Almost four years after the government’s Bounce Back Loan (BBL) Scheme was rolled out to save small businesses at risk from pandemic lockdowns, closer scrutiny of businesses now unable to repay the loans is leading to action against  an increasing number of individuals, not just company directors, for abusing the system.

The Insolvency Service has been throwing the book at individuals who made false applications, examples of which include overstating the income of their businesses, or in one case, not even trading when they received the funds. Bankruptcy Restrictions Orders (BROs) and Bankruptcy Restrictions Undertakings (BRUs) have been secured against these people, whose conduct has been considered dishonest or blameworthy.

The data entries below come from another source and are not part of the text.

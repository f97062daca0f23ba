use crate::encoder::{Encoded, EventEncoder};
use crate::guard::{self, EmitScope};
use crate::layout::{Layout, PlainLayout};
use crate::record::LogRecord;
use crate::sink::IngestSink;
use chrono::Utc;
use std::collections::BTreeMap;
use std::sync::{Arc, atomic::{AtomicU64, Ordering}};
use tracing::field::{Field, Visit};
use tracing::span::{Attributes, Id, Record};
use tracing::{Event, Subscriber};
use tracing_subscriber::filter::LevelFilter;
use tracing_subscriber::layer::{Context, Layer};
use tracing_subscriber::registry::LookupSpan;

/// `tracing_subscriber` layer that encodes every event into a JSON document
/// and hands it to an [`IngestSink`] on the emitting thread.
///
/// Span fields of the event's scope (outermost first) and the event's own
/// fields make up the record context that attribute templates are resolved
/// against. There is no queue: each document is sent once, and a failed
/// document is reported and dropped.
pub struct IngestLayer {
    encoder: Arc<EventEncoder>,
    sink: Arc<dyn IngestSink>,
    layout: Arc<dyn Layout>,
    max_level: LevelFilter,
    /// Total events seen by the layer (before filtering by level).
    pub total_events: Arc<AtomicU64>,
    /// Documents accepted by the sink.
    pub delivered_events: Arc<AtomicU64>,
    /// Documents the sink did not accept.
    pub failed_events: Arc<AtomicU64>,
    /// Records skipped by the encoder and events raised by the pipeline
    /// itself, including the crate's own diagnostics.
    pub skipped_events: Arc<AtomicU64>,
}

impl IngestLayer {
    pub fn new(encoder: EventEncoder, sink: Arc<dyn IngestSink>) -> Self {
        Self {
            encoder: Arc::new(encoder),
            sink,
            layout: Arc::new(PlainLayout),
            max_level: LevelFilter::TRACE,
            total_events: Arc::new(AtomicU64::new(0)),
            delivered_events: Arc::new(AtomicU64::new(0)),
            failed_events: Arc::new(AtomicU64::new(0)),
            skipped_events: Arc::new(AtomicU64::new(0)),
        }
    }

    pub fn with_layout(mut self, layout: impl Layout + 'static) -> Self {
        self.layout = Arc::new(layout);
        self
    }

    /// Ignore events more verbose than `level`.
    pub fn with_max_level(mut self, level: impl Into<LevelFilter>) -> Self {
        self.max_level = level.into();
        self
    }

    fn forward(&self, record: &LogRecord) {
        let document = match self.encoder.encode(Some(record)) {
            Encoded::Document(document) => document,
            Encoded::Skipped(_) => {
                self.skipped_events.fetch_add(1, Ordering::Relaxed);
                return;
            }
        };

        // Diagnostics raised while sending must not come back through here.
        let _scope = EmitScope::enter();
        let status = self.sink.send(&document);
        if status.is_success() {
            self.delivered_events.fetch_add(1, Ordering::Relaxed);
        } else {
            self.failed_events.fetch_add(1, Ordering::Relaxed);
            tracing::warn!(%status, %document, "cannot send log event");
        }
    }
}

#[derive(Default)]
struct SpanFields(BTreeMap<String, String>);

impl<S> Layer<S> for IngestLayer
where
    S: Subscriber + for<'span> LookupSpan<'span>,
{
    fn on_new_span(&self, attrs: &Attributes<'_>, id: &Id, ctx: Context<'_, S>) {
        let Some(span) = ctx.span(id) else {
            return;
        };

        let mut fields = SpanFields::default();
        let mut message = None;
        attrs.record(&mut FieldVisitor { fields: &mut fields.0, message: &mut message });
        span.extensions_mut().insert(fields);
    }

    fn on_record(&self, id: &Id, values: &Record<'_>, ctx: Context<'_, S>) {
        let Some(span) = ctx.span(id) else {
            return;
        };

        let mut extensions = span.extensions_mut();
        if let Some(fields) = extensions.get_mut::<SpanFields>() {
            let mut message = None;
            values.record(&mut FieldVisitor { fields: &mut fields.0, message: &mut message });
        }
    }

    fn on_event(&self, event: &Event<'_>, ctx: Context<'_, S>) {
        self.total_events.fetch_add(1, Ordering::Relaxed);
        let meta = event.metadata();
        if *meta.level() > self.max_level {
            return;
        }
        // Raised by the pipeline itself: while sending on this thread, or by
        // the HTTP stack on a manager's runtime thread.
        if guard::is_emitting() {
            self.skipped_events.fetch_add(1, Ordering::Relaxed);
            return;
        }

        let mut context = BTreeMap::new();
        if let Some(scope) = ctx.event_scope(event) {
            for span in scope.from_root() {
                if let Some(fields) = span.extensions().get::<SpanFields>() {
                    context.extend(fields.0.iter().map(|(k, v)| (k.clone(), v.clone())));
                }
            }
        }

        let mut message: Option<String> = None;
        let mut visitor = FieldVisitor { fields: &mut context, message: &mut message };
        event.record(&mut visitor);

        let record = LogRecord {
            timestamp: Utc::now(),
            level: *meta.level(),
            source: meta.target().to_string(),
            message: self.layout.render(message.as_deref().unwrap_or_default()),
            context,
        };

        self.forward(&record);
    }
}

pub struct FieldVisitor<'a> {
    pub fields: &'a mut BTreeMap<String, String>,
    pub message: &'a mut Option<String>,
}

impl<'a> Visit for FieldVisitor<'a> {
    fn record_str(&mut self, field: &Field, value: &str) {
        if field.name() == "message" {
            *self.message = Some(value.to_string());
        } else {
            self.fields.insert(field.name().to_string(), value.to_string());
        }
    }

    fn record_i64(&mut self, field: &Field, value: i64) {
        self.fields.insert(field.name().to_string(), value.to_string());
    }

    fn record_u64(&mut self, field: &Field, value: u64) {
        self.fields.insert(field.name().to_string(), value.to_string());
    }

    fn record_f64(&mut self, field: &Field, value: f64) {
        self.fields.insert(field.name().to_string(), value.to_string());
    }

    fn record_bool(&mut self, field: &Field, value: bool) {
        self.fields.insert(field.name().to_string(), value.to_string());
    }

    fn record_debug(&mut self, field: &Field, value: &dyn std::fmt::Debug) {
        if field.name() == "message" {
            *self.message = Some(format!("{:?}", value));
        } else {
            self.fields.insert(field.name().to_string(), format!("{:?}", value));
        }
    }
}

BRO and BRU restrictions prevent individuals from:

  • Acting as a director of a company, or forming, managing or promoting a company, without permission from the court
  • Carrying on business under a different name without telling people you do business with the name (or trading style) in which you were made bankrupt
  • Trying to borrow more than £500 without saying you are subject to restrictions
  • Being a trustee of a charity or many pension schemes
  • Working in various posts in education or the health industry
  • Holding posts in some public authorities, or in similar organisations

Recent BRUs have been handed down for periods of between 10 and 12 years.

So far in 2023-24, the Insolvency Service has secured 69 bankruptcy restrictions and 757 director disqualifications relating to Covid financial support scheme abuse allegations.

Separately, the Insolvency Service is wasting no time launching official investigations into those voluntarily dissolving companies  (outside a Creditors’ Voluntary Liquidation) with outstanding BBLs.  In theory there is no ‘comeback’ on Directors whose businesses default on BBLs: their personal assets are safe since the loans are unsecured and involve no personal guarantees. The debt is written off once the company is liquidated, so liability doesn’t transfer, provided Directors have complied with their statutory duties.

Government investigators and appointed Liquidators will pick apart a company’s financial record in the run-up to insolvency. There are countless examples of questionable payments and enrichment on the back of BBLs, with some extreme cases well documented. Improper use of these lifelines will almost certainly make Directors personally liable for this outstanding debt.

The Insolvency Service’s tighter grip on directors is revealing wider fraud issues beyond government loan abuse The number of cases sent to the service’s compliance and targeting department has more than doubled to more than 1,000 per month. There is no place to hide.

Individuals and directors at risk of personal liability, either from earlier BBL applications or from trading in the run-up to company insolvency, are encouraged to get in touch with us at Buchler Phillips for a free initial consultation.

This article is written by James Bryan, Restructuring Manager at Buchler Phillips, an independent boutique firm, with an impeccable Mayfair London heritage, specialising in corporate recovery, turnaround, restructuring and insolvency.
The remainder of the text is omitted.